Do we need to put a comma between the adjectives "old" and "derelict"? I would be glad if someone explains me the appropriate rule for this case.
The conventional rule is that if two adjectives both modify the noun, then you put a comma between them. But if an adjective modifies the following adjective, you do not put a comma between them.
It is an old, woman's hat.
This is a hat that is old, and that is for a woman. The hat is old. The age of the woman is unspecified. You could have an old hat for a young woman.
It is an old woman's hat.
This is a hat that is for an old woman. That is, it is the woman that is old, not the hat. You could have a new hat for an old woman.
However, even in the first case, where both adjectives modify the noun, if there is unlikely to be confusion the comma is often left out.
So I think technically, you should say "a derelict, old house". But if you omit the comma, it doesn't make sense to say that the oldness is derelict, so there's no ambiguity in saying "a derelict old house".
In this case, you will be well understood with or without the comma.

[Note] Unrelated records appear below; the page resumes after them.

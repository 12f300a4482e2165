//! UI surfaces gated by the rollout.
//!
//! A [`Surface`] names one independently toggled area of the console. The set
//! is closed: tokens that do not name a surface are dropped during parsing
//! rather than reported as errors.

use std::collections::BTreeSet;
use std::fmt;

use serde::{Deserialize, Serialize};

/// A named UI area whose visibility is toggled per tenant.
#[derive(Debug, Clone, Copy, PartialEq, Eq, PartialOrd, Ord, Hash, Serialize, Deserialize)]
#[serde(rename_all = "lowercase")]
pub enum Surface {
    /// The passport publishing workflow.
    Publisher,
    /// The submodel editor.
    Editor,
    /// The read-only passport viewer.
    Viewer,
}

impl Surface {
    /// Every surface, in display order.
    pub const ALL: [Surface; 3] = [Surface::Publisher, Surface::Editor, Surface::Viewer];

    /// Parses a surface token, ignoring case and surrounding whitespace.
    ///
    /// Returns `None` for anything outside the closed set.
    ///
    /// # Examples
    ///
    /// ```
    /// use dpp_rollout::Surface;
    ///
    /// assert_eq!(Surface::parse(" Editor "), Some(Surface::Editor));
    /// assert_eq!(Surface::parse("admin"), None);
    /// ```
    pub fn parse(token: &str) -> Option<Surface> {
        match token.trim().to_lowercase().as_str() {
            "publisher" => Some(Surface::Publisher),
            "editor" => Some(Surface::Editor),
            "viewer" => Some(Surface::Viewer),
            _ => None,
        }
    }

    /// Returns the lowercase token for this surface.
    pub fn as_str(&self) -> &'static str {
        match self {
            Surface::Publisher => "publisher",
            Surface::Editor => "editor",
            Surface::Viewer => "viewer",
        }
    }
}

impl fmt::Display for Surface {
    fn fmt(&self, f: &mut fmt::Formatter<'_>) -> fmt::Result {
        f.write_str(self.as_str())
    }
}

/// Per-surface enablement. All three surfaces are always present.
#[derive(Debug, Clone, Copy, PartialEq, Eq, Hash, Default, Serialize, Deserialize)]
pub struct SurfaceFlags {
    pub publisher: bool,
    pub editor: bool,
    pub viewer: bool,
}

impl SurfaceFlags {
    pub fn all_enabled() -> Self {
        Self {
            publisher: true,
            editor: true,
            viewer: true,
        }
    }

    pub fn all_disabled() -> Self {
        Self::default()
    }

    /// Builds flags by testing membership of each surface in `surfaces`.
    pub fn from_surfaces(surfaces: &BTreeSet<Surface>) -> Self {
        Self {
            publisher: surfaces.contains(&Surface::Publisher),
            editor: surfaces.contains(&Surface::Editor),
            viewer: surfaces.contains(&Surface::Viewer),
        }
    }

    /// Returns whether `surface` is enabled.
    pub fn get(&self, surface: Surface) -> bool {
        match surface {
            Surface::Publisher => self.publisher,
            Surface::Editor => self.editor,
            Surface::Viewer => self.viewer,
        }
    }

    /// Enables or disables a single surface.
    pub fn set(&mut self, surface: Surface, enabled: bool) {
        match surface {
            Surface::Publisher => self.publisher = enabled,
            Surface::Editor => self.editor = enabled,
            Surface::Viewer => self.viewer = enabled,
        }
    }

    /// Returns the enabled surfaces in display order.
    pub fn enabled_surfaces(&self) -> Vec<Surface> {
        Surface::ALL
            .iter()
            .copied()
            .filter(|s| self.get(*s))
            .collect()
    }

    /// Returns true if no surface is enabled.
    pub fn is_empty(&self) -> bool {
        !(self.publisher || self.editor || self.viewer)
    }
}

#[cfg(test)]
mod tests {
    use super::*;

    #[test]
    fn test_parse_is_case_insensitive() {
        assert_eq!(Surface::parse("publisher"), Some(Surface::Publisher));
        assert_eq!(Surface::parse("PUBLISHER"), Some(Surface::Publisher));
        assert_eq!(Surface::parse("  Viewer\t"), Some(Surface::Viewer));
    }

    #[test]
    fn test_parse_rejects_unknown() {
        assert_eq!(Surface::parse(""), None);
        assert_eq!(Surface::parse("admin"), None);
        assert_eq!(Surface::parse("pub lisher"), None);
    }

    #[test]
    fn test_display_matches_serde() {
        for surface in Surface::ALL {
            let json = serde_json::to_string(&surface).unwrap();
            assert_eq!(json, format!("\"{}\"", surface));
        }
    }

    #[test]
    fn test_flags_from_surfaces() {
        let set: BTreeSet<_> = [Surface::Publisher, Surface::Viewer].into_iter().collect();
        let flags = SurfaceFlags::from_surfaces(&set);
        assert_eq!(
            flags,
            SurfaceFlags {
                publisher: true,
                editor: false,
                viewer: true,
            }
        );
        assert_eq!(
            flags.enabled_surfaces(),
            vec![Surface::Publisher, Surface::Viewer]
        );
    }

    #[test]
    fn test_flags_set_and_get() {
        let mut flags = SurfaceFlags::all_disabled();
        assert!(flags.is_empty());

        flags.set(Surface::Editor, true);
        assert!(flags.get(Surface::Editor));
        assert!(!flags.get(Surface::Publisher));
        assert!(!flags.is_empty());
    }

    #[test]
    fn test_flags_serialize_all_keys() {
        let json = serde_json::to_value(SurfaceFlags::all_disabled()).unwrap();
        assert_eq!(
            json,
            serde_json::json!({ "publisher": false, "editor": false, "viewer": false })
        );
    }
}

However, the adjective order would seem more natural if you wrote
derelict old house without a comma OR used a comma (
old, derelict house).
The comma creates a slight pause in reading and can be helpful when putting the adjectives in a nonstandard order, which you might want to do if you're trying to emphasize one aspect over another or show closer connection between this sentence and one before or after it that emphasizes the closer attribute. For example (fiction):
Our community was settled hundreds of years ago, and little has been updated since. Our family lives in an old, derelict house. Half its shutters are missing and the front door swings in the breeze, barely attached by half a hinge.

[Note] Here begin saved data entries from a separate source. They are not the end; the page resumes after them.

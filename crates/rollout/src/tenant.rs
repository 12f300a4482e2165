//! Tenant identifier type.
//!
//! This module defines the [`TenantId`] type used as the partition key for
//! rollout decisions. Tenant identifiers are case-insensitive: every
//! constructor trims surrounding whitespace and lowercases the input, so an
//! identifier read from a URL slug compares equal to the same tenant listed in
//! configuration regardless of how either was typed.

use std::fmt;
use std::str::FromStr;

use serde::{Deserialize, Deserializer, Serialize};

/// A normalized tenant identifier.
///
/// # Examples
///
/// ```
/// use dpp_rollout::TenantId;
///
/// let tenant = TenantId::new("  Canary-A ");
/// assert_eq!(tenant.as_str(), "canary-a");
/// assert_eq!(tenant, TenantId::new("canary-a"));
/// ```
#[derive(Clone, PartialEq, Eq, PartialOrd, Ord, Hash, Serialize)]
#[serde(transparent)]
pub struct TenantId(String);

impl TenantId {
    /// Creates a tenant ID, trimming and lowercasing `id`.
    pub fn new(id: impl AsRef<str>) -> Self {
        Self(normalize(id.as_ref()))
    }

    /// Creates a tenant ID from an optional raw slug.
    ///
    /// An absent slug is treated as the empty string.
    pub fn from_raw(raw: Option<&str>) -> Self {
        Self::new(raw.unwrap_or_default())
    }

    /// Returns the tenant ID as a string slice.
    pub fn as_str(&self) -> &str {
        &self.0
    }

    /// Returns `true` if the normalized identifier is empty.
    pub fn is_empty(&self) -> bool {
        self.0.is_empty()
    }
}

fn normalize(raw: &str) -> String {
    raw.trim().to_lowercase()
}

impl fmt::Display for TenantId {
    fn fmt(&self, f: &mut fmt::Formatter<'_>) -> fmt::Result {
        write!(f, "{}", self.0)
    }
}

impl fmt::Debug for TenantId {
    fn fmt(&self, f: &mut fmt::Formatter<'_>) -> fmt::Result {
        write!(f, "TenantId({})", self.0)
    }
}

impl FromStr for TenantId {
    type Err = std::convert::Infallible;

    fn from_str(s: &str) -> Result<Self, Self::Err> {
        Ok(TenantId::new(s))
    }
}

impl From<&str> for TenantId {
    fn from(s: &str) -> Self {
        TenantId::new(s)
    }
}

impl From<String> for TenantId {
    fn from(s: String) -> Self {
        TenantId::new(s)
    }
}

impl AsRef<str> for TenantId {
    fn as_ref(&self) -> &str {
        &self.0
    }
}

// Deserialization goes through `new` so stored keys are normalized too.
impl<'de> Deserialize<'de> for TenantId {
    fn deserialize<D>(deserializer: D) -> Result<Self, D::Error>
    where
        D: Deserializer<'de>,
    {
        let raw = String::deserialize(deserializer)?;
        Ok(TenantId::new(raw))
    }
}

Adjective order is not that easy and is somewhat flexible. This unsourced answer clearly puts quality before age, while this sourced answer does not have an explicit category for "quality" but puts judgment/attitude adjectives before age, with an explicit example of
a rustic old ... cottage. Having a
derelict old house is a straightforward application of the example.
Grammar Girl explains the rule as a difference between cumulative and coordinate adjectives, where cumulative adjectives modify the noun to form a new concept which is then modified by the adjective before to further modify the concept. In the case of cumulative adjectives, the comma is omitted.